> Requirement:
The answer should be an exact repeat of the stretch of material below from the line containing "async fn list_problems(&self)" through the line containing "output: &Phase2Output) -> MatchResult<()>;".

> Dataset records:
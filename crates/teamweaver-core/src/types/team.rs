//! Team, TeamVector and team metrics.

use serde::{Deserialize, Serialize};
use std::collections::BTreeMap;
use uuid::Uuid;

use crate::types::Role;

/// Formation method tag for teams produced by the strict Phase 2 pipeline.
pub const FORMATION_STRICT_ENFORCEMENT: &str = "strict_enforcement";

/// Single-vector reduction of a team, used for team-level cost
/// computation in Phase 3.
#[derive(Debug, Clone, PartialEq, Serialize, Deserialize)]
pub struct TeamVector {
    /// Per-skill mean level over members (members without the skill
    /// contribute 0).
    pub avg_skill_levels: BTreeMap<String, f64>,
    /// Role distribution over the vocabulary; sums to 1 (or is empty).
    pub role_weights: BTreeMap<Role, f64>,
    /// Minimum of member availabilities.
    pub min_availability: u32,
    /// Mean motivation embedding, re-normalized to unit length when the
    /// mean is nonzero. Empty when no member carries an embedding.
    pub avg_motivation_embedding: Vec<f32>,
    /// Mean ambiguity comfort over members.
    pub avg_ambiguity_tolerance: f64,
    /// Mean normalized skill confidence in `[0, 1]`.
    pub avg_confidence_score: f64,
}

/// Deterministic quality metrics computed from team contents.
#[derive(Debug, Clone, PartialEq, Serialize, Deserialize)]
pub struct TeamMetrics {
    /// Fraction of the role vocabulary represented by at least one member.
    pub role_coverage: f64,
    /// Importance-weighted skill coverage in `[0, 1]`.
    pub skills_covered: f64,
    /// Combined diversity score in `[0, 1]`.
    pub diversity_score: f64,
    /// True when no single role exceeds its size-dependent share.
    pub role_balance_flag: bool,
    /// Mean normalized skill confidence, clamped to `[0, 1]`.
    pub confidence_score: f64,
    /// Complementarity bonus, clamped to `[0, 1]`.
    pub synergy_score: f64,
}

/// A formed team of exactly `team_size` members.
///
/// Members are referenced by participant id only. Computed metrics are
/// authoritative; AI annotations are advisory and never feed the cost
/// model.
#[derive(Debug, Clone, PartialEq, Serialize, Deserialize)]
pub struct Team {
    /// Stable identifier.
    pub id: Uuid,
    /// Member participant ids, sorted ascending.
    pub member_ids: Vec<Uuid>,
    /// How the team was formed.
    pub formation_method: String,
    /// Problem assigned in Phase 3, when any.
    #[serde(default, skip_serializing_if = "Option::is_none")]
    pub assigned_problem: Option<Uuid>,
    /// Aggregated team vector.
    pub vector: TeamVector,
    /// Computed metrics.
    pub metrics: TeamMetrics,
    /// Set when leadership enforcement could not place a leader.
    pub leadership_missing: bool,
    /// Sum of pairwise affinity costs between members.
    pub internal_cost: f64,
    /// `internal_cost` divided by the number of member pairs.
    pub avg_pairwise_cost: f64,
    /// Advisory qualitative review from the annotation service.
    #[serde(default, skip_serializing_if = "Option::is_none")]
    pub ai_review: Option<String>,
    /// Advisory fit score from the annotation service.
    #[serde(default, skip_serializing_if = "Option::is_none")]
    pub ai_fit_score: Option<f64>,
}

impl Team {
    /// Number of members.
    pub fn size(&self) -> usize {
        self.member_ids.len()
    }
}
//! Repository interface for snapshots, phase outputs and statuses.
//!
//! Storage is an opaque document-per-entity model; the core only needs
//! point lookup and full scan. The snapshot is read-only during a run.
//! Output writes are per-phase, non-overlapping and idempotent: a rerun
//! overwrites, and a phase's output is fully written before its status
//! transitions to `completed`.

use async_trait::async_trait;
use uuid::Uuid;

use crate::error::MatchResult;
use crate::types::{
    Participant, Phase, Phase1Output, Phase2Output, Phase3Output, PhaseStatus, Problem,
};

/// Persistence seam consumed by the orchestrator.
///
/// Transient failures surface as [`crate::error::MatchError::StorageUnavailable`]
/// and are retried by the caller with bounded exponential backoff.
#[async_trait]
pub trait MatchRepository: Send + Sync {
    /// Full scan of the participant snapshot.
    async fn list_participants(&self) -> MatchResult<Vec<Participant>>;

    /// Full scan of the problem snapshot.
    async fn list_problems(&self) -> MatchResult<Vec<Problem>>;

    /// Replace the Phase 1 output for a run.
    async fn save_phase1_output(&self, run_id: Uuid, output: &Phase1Output) -> MatchResult<()>;

    /// Load the Phase 1 output for a run, when present.
    async fn load_phase1_output(&self, run_id: Uuid) -> MatchResult<Option<Phase1Output>>;

    /// Replace the Phase 2 output for a run.
    async fn save_phase2_output(&self, run_id: Uuid, output: &Phase2Output) -> MatchResult<()>;

    /// Load the Phase 2 output for a run, when present.
    async fn load_phase2_output(&self, run_id: Uuid) -> MatchResult<Option<Phase2Output>>;

    /// Replace the Phase 3 output for a run.
    async fn save_phase3_output(&self, run_id: Uuid, output: &Phase3Output) -> MatchResult<()>;

    /// Load the Phase 3 output for a run, when present.
    async fn load_phase3_output(&self, run_id: Uuid) -> MatchResult<Option<Phase3Output>>;

    /// Remove a phase's output for a run (downstream invalidation).
    async fn clear_phase_output(&self, run_id: Uuid, phase: Phase) -> MatchResult<()>;

    /// Replace the status record for a (run, phase).
    async fn save_phase_status(
        &self,
        run_id: Uuid,
        phase: Phase,
        status: &PhaseStatus,
    ) -> MatchResult<()>;

    /// Load the status record for a (run, phase); `None` means never
    /// touched, which readers treat as `idle`.
    async fn load_phase_status(
        &self,
        run_id: Uuid,
        phase: Phase,
    ) -> MatchResult<Option<PhaseStatus>>;
}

> Result of this task:
    async fn list_problems(&self) -> MatchResult<Vec<Problem>>;

    /// Replace the Phase 1 output for a run.
    async fn save_phase1_output(&self, run_id: Uuid, output: &Phase1Output) -> MatchResult<()>;

    /// Load the Phase 1 output for a run, when present.
    async fn load_phase1_output(&self, run_id: Uuid) -> MatchResult<Option<Phase1Output>>;

    /// Replace the Phase 2 output for a run.
    async fn save_phase2_output(&self, run_id: Uuid, output: &Phase2Output) -> MatchResult<()>;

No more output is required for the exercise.